Botanists can describe plants in exhaustive detail.  This is in fact necessary before they can begin to understand just what they are looking at and how a plant may compare with others, how it may vary and whether any differences are significant enough to call it another species.  When differences are significant, when traits serve as consistent signifiers, ways to link individuals in one group or another, botanists will make note of them.  Collectors will make scrupulous field notes, noting precise locations and the conditions their samples were growing under.  They’ll collect leaves, flowers, fruit and seed, drying and pressing samples for later study, tentatively assign them a name and a collection number to keep track of it all, collecting cuttings or even live plants.  These will be examined over  time, often by many others looking in increasing detail, looking at sections under magnification, the layers of a seed coat, the details of pollen grains, the attachment points of a stamen’s filament and on. They will use terms like plesiomorphic to describe traits shared with ancestors, calling some ‘basal’ because these particular traits are defining and are shared within a genus or family and so characterize it.  They’ll write of ‘synapomorphy’ referring to ancestral traits that are unique and only occur in its evolutionary descendants.  They’ll place less emphasis on those characteristics that are of little phylogenetic help, traits that are only differences that are not helpful in linking one plant to another or separating one group from another.  Some differences are only differences. They may be ‘apomorphic’ or derived, having come about within that species without any antecedents or predecessor.  The examination goes well beyond what we can see when we casually observe a plant in the field or garden.  Taxonomy is the work of describing and naming species while systematics is more focused on their evolution over time, phylogenetics and the actual structure of the whole.  The concept of ‘species’ is central to both.

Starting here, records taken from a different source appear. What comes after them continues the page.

use crate::{ActionStatus, AtomHandle, ResolverHandle, TickContext, WorldMut};

/// A possibly multi-tick unit of work answering "is this condition
/// currently true for this agent". Returns `None` while still running.
/// Single-use: the owning resolver record is destroyed after the answer
/// is read once.
pub trait ResolverTask<W: WorldMut>: 'static {
    fn tick(&mut self, ctx: &TickContext, agent: W::Agent, world: &W) -> Option<bool>;
}

/// The runtime body of one atom step. Ticked until it reports a terminal
/// status. A task that never terminates stalls its agent; termination is
/// the author's obligation, not the engine's.
pub trait AtomTask<W: WorldMut>: 'static {
    fn tick(&mut self, ctx: &TickContext, agent: W::Agent, world: &mut W) -> ActionStatus;

    /// Invoked when the atom is torn down while still running (agent
    /// despawn, plan teardown). Release held world state here.
    fn cancel(&mut self, _ctx: &TickContext, _agent: W::Agent, _world: &mut W) {}
}

/// Factory for condition resolvers, registered per condition id on a
/// [`Domain`](crate::Domain). `prepare` attaches the task that the
/// resolver stage will tick; attachment goes through the deferred queue so
/// composers never mutate engine records mid-scan.
pub trait ConditionResolverComposer<W: WorldMut>: 'static {
    fn prepare(
        &self,
        ctx: &TickContext,
        agent: W::Agent,
        resolver: ResolverHandle,
        queue: &mut DeferredQueue<W>,
    );
}

/// Factory for one ordered atom step of an action.
///
/// `prepare` attaches the forward task. When a later step of the same
/// action fails, steps that already succeeded and report
/// `has_on_fail_action` get `prepare_on_fail_action` called, in reverse
/// execution order, to attach their compensation task.
pub trait AtomActionComposer<W: WorldMut>: 'static {
    fn prepare(
        &self,
        ctx: &TickContext,
        agent: W::Agent,
        atom: AtomHandle,
        queue: &mut DeferredQueue<W>,
    );

    fn has_on_fail_action(&self) -> bool {
        false
    }

    fn prepare_on_fail_action(
        &self,
        _ctx: &TickContext,
        _agent: W::Agent,
        _atom: AtomHandle,
        _queue: &mut DeferredQueue<W>,
    ) {
    }
}

/// Deferred mutations enqueued by composers, applied by the runtime at the
/// end of the stage that collected them.
pub enum DeferredOp<W: WorldMut> {
    ResolverTask(ResolverHandle, Box<dyn ResolverTask<W>>),
    AtomTask(AtomHandle, Box<dyn AtomTask<W>>),
}

/// Command list for composer-side mutations.
///
/// Stages hand one of these to every `prepare` call they make and commit
/// the collected entries in one single-threaded step after the scan, so
/// in-flight records never observe each other's writes within a stage.
pub struct DeferredQueue<W: WorldMut> {
    ops: Vec<DeferredOp<W>>,
}

impl<W: WorldMut> DeferredQueue<W> {
    pub fn new() -> Self {
        Self { ops: Vec::new() }
    }

    pub fn set_resolver_task(&mut self, resolver: ResolverHandle, task: Box<dyn ResolverTask<W>>) {
        self.ops.push(DeferredOp::ResolverTask(resolver, task));
    }

    pub fn set_atom_task(&mut self, atom: AtomHandle, task: Box<dyn AtomTask<W>>) {
        self.ops.push(DeferredOp::AtomTask(atom, task));
    }

    pub fn len(&self) -> usize {
        self.ops.len()
    }

    pub fn is_empty(&self) -> bool {
        self.ops.is_empty()
    }

    pub fn into_ops(self) -> Vec<DeferredOp<W>> {
        self.ops
    }
}

impl<W: WorldMut> Default for DeferredQueue<W> {
    fn default() -> Self {
        Self::new()
    }
}

/// Resolver composer for conditions cheaply computable from the world:
/// the attached task answers on its first tick.
pub struct InstantResolver<W: WorldMut>(pub fn(&W, W::Agent) -> bool);

impl<W: WorldMut + 'static> ConditionResolverComposer<W> for InstantResolver<W> {
    fn prepare(
        &self,
        _ctx: &TickContext,
        _agent: W::Agent,
        resolver: ResolverHandle,
        queue: &mut DeferredQueue<W>,
    ) {
        queue.set_resolver_task(resolver, Box::new(InstantResolverTask(self.0)));
    }
}

struct InstantResolverTask<W: WorldMut>(fn(&W, W::Agent) -> bool);

impl<W: WorldMut + 'static> ResolverTask<W> for InstantResolverTask<W> {
    fn tick(&mut self, _ctx: &TickContext, agent: W::Agent, world: &W) -> Option<bool> {
        Some((self.0)(world, agent))
    }
}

These ‘species’ are out there growing everywhere ‘unaware’ that they are species, unaware of the human hubbub that occurs in various societies, universities and gardening groups.  A species designation is ours.  It effects how we perceive and act in the world.  It is a classification system set by rules and conventions, by our practice of review, our need to group and understand.  A change of this system can redefine a species, genus or family, while any given organism goes about its ‘business’ of living, blithely ignorant of our change of the idea that some individuals may no longer be included with them, while others have been joined to them.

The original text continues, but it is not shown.